Jason, your poems feel like dispatches from the uncanny — dream-logic worldlets that combine linguistic delight with psychic rupture. “Most of us riot / with supreme brightness” and that certainly rings true of your work. Let’s begin there. What do your poems let you say or confront that other forms (essays, conversation, work emails) do not?

JASON

Thanks, Karan, that’s lovely, and flattering of you to say. Poetry is a medium that allows us to shape language, words, thoughts, images, whatever we want in ways not possible in other forms. We can do anything we’d like in a poem, and we can express ourselves in ways we can’t elsewhere – certainly not in work emails, we’d lose our jobs. I’m drawn to the control we have as artists and creators, which doesn’t exist elsewhere in our lives. I can create a voice with which I’m more content, and which I find more affecting, than, for example, I can do in an interview.

KARAN

Your poems are often populated by strange metaphors and almost mythic figures: falconers, apostles, gym teachers with too much power, children with jackal instincts. “The Owls Beneath Our Skin” reads like a dream of Catholic boyhood and gendered dread. What does your writing process look like — structurally, emotionally, spatially? How do you begin, and how do you know when a poem’s weirdness is exactly right?

JASON

That’s a good question, and I’m not sure I can answer it. Weirdness is a reader assessment rather than something I consciously navigate. I’m just trying to write things I would find moving if I were the reader, things that feel relevant, appealing, and alluring; something with which others may connect, too; something strange, beautiful, relatable, or transcendent, with urgency and reason for existence. Whenever it feels “exactly right” is an instinct more than anything else, but who can really judge when something is exactly right, and what are the criteria?  

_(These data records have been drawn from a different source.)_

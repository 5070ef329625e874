//! String encodings at the boundary
//!
//! Text crosses the boundary as bytes plus a declared encoding. Decoding
//! validates the byte sequence up front: invalid input fails with
//! `InvalidEncoding` instead of producing a malformed string, and encoding a
//! string back with the same declared encoding reproduces the original bytes.

use crate::error::{ObjectError, ObjectResult};
use std::fmt;

/// Supported text encodings
#[derive(Debug, Clone, Copy, PartialEq, Eq, Hash)]
pub enum Encoding {
    /// UTF-8
    Utf8,
    /// 7-bit ASCII
    Ascii,
    /// UTF-16, big-endian code units
    Utf16Be,
    /// UTF-16, little-endian code units
    Utf16Le,
}

impl Encoding {
    /// Encoding name (for diagnostics)
    pub const fn name(self) -> &'static str {
        match self {
            Encoding::Utf8 => "UTF-8",
            Encoding::Ascii => "ASCII",
            Encoding::Utf16Be => "UTF-16BE",
            Encoding::Utf16Le => "UTF-16LE",
        }
    }

    /// Decode a byte sequence declared to be in this encoding.
    ///
    /// Fails with `InvalidEncoding` when the bytes are not valid for the
    /// declared encoding (including odd-length UTF-16 input and unpaired
    /// surrogates).
    pub fn decode(self, bytes: &[u8]) -> ObjectResult<String> {
        let invalid = || ObjectError::InvalidEncoding { encoding: self };
        match self {
            Encoding::Utf8 => String::from_utf8(bytes.to_vec()).map_err(|_| invalid()),
            Encoding::Ascii => {
                if bytes.is_ascii() {
                    // ASCII is a strict subset of UTF-8
                    String::from_utf8(bytes.to_vec()).map_err(|_| invalid())
                } else {
                    Err(invalid())
                }
            }
            Encoding::Utf16Be => Self::decode_utf16(bytes, u16::from_be_bytes, invalid),
            Encoding::Utf16Le => Self::decode_utf16(bytes, u16::from_le_bytes, invalid),
        }
    }

    /// Encode text into this encoding.
    ///
    /// Fails with `InvalidEncoding` when the text contains characters the
    /// encoding cannot represent (non-ASCII text declared as ASCII).
    pub fn encode(self, text: &str) -> ObjectResult<Vec<u8>> {
        match self {
            Encoding::Utf8 => Ok(text.as_bytes().to_vec()),
            Encoding::Ascii => {
                if text.is_ascii() {
                    Ok(text.as_bytes().to_vec())
                } else {
                    Err(ObjectError::InvalidEncoding { encoding: self })
                }
            }
            Encoding::Utf16Be => Ok(text
                .encode_utf16()
                .flat_map(|unit| unit.to_be_bytes())
                .collect()),
            Encoding::Utf16Le => Ok(text
                .encode_utf16()
                .flat_map(|unit| unit.to_le_bytes())
                .collect()),
        }
    }

    fn decode_utf16(
        bytes: &[u8],
        from_bytes: fn([u8; 2]) -> u16,
        invalid: impl Fn() -> ObjectError,
    ) -> ObjectResult<String> {
        if bytes.len() % 2 != 0 {
            return Err(invalid());
        }
        let units: Vec<u16> = bytes
            .chunks_exact(2)
            .map(|pair| from_bytes([pair[0], pair[1]]))
            .collect();
        String::from_utf16(&units).map_err(|_| invalid())
    }
}

impl fmt::Display for Encoding {
    fn fmt(&self, f: &mut fmt::Formatter<'_>) -> fmt::Result {
        f.write_str(self.name())
    }
}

As far as process itself, that’s more opaque. I sit down and let it tumble out of me until I nap with my cats. Then follow weeks, months, and years of revision and self-doubt.

KARAN

There’s a line in “Quarterly Reports from a Plateau”: “every time we see a pear / we must now recall / those years pressed into a wall.” That’s such a sharp rendering of trauma memory: how even fruit can get rewired by the past. These poems hold a lot of pain, often delivered in sidelong glances. What is your relationship to memory in poetry? Do you write toward clarity, or is distortion a larger part of the work?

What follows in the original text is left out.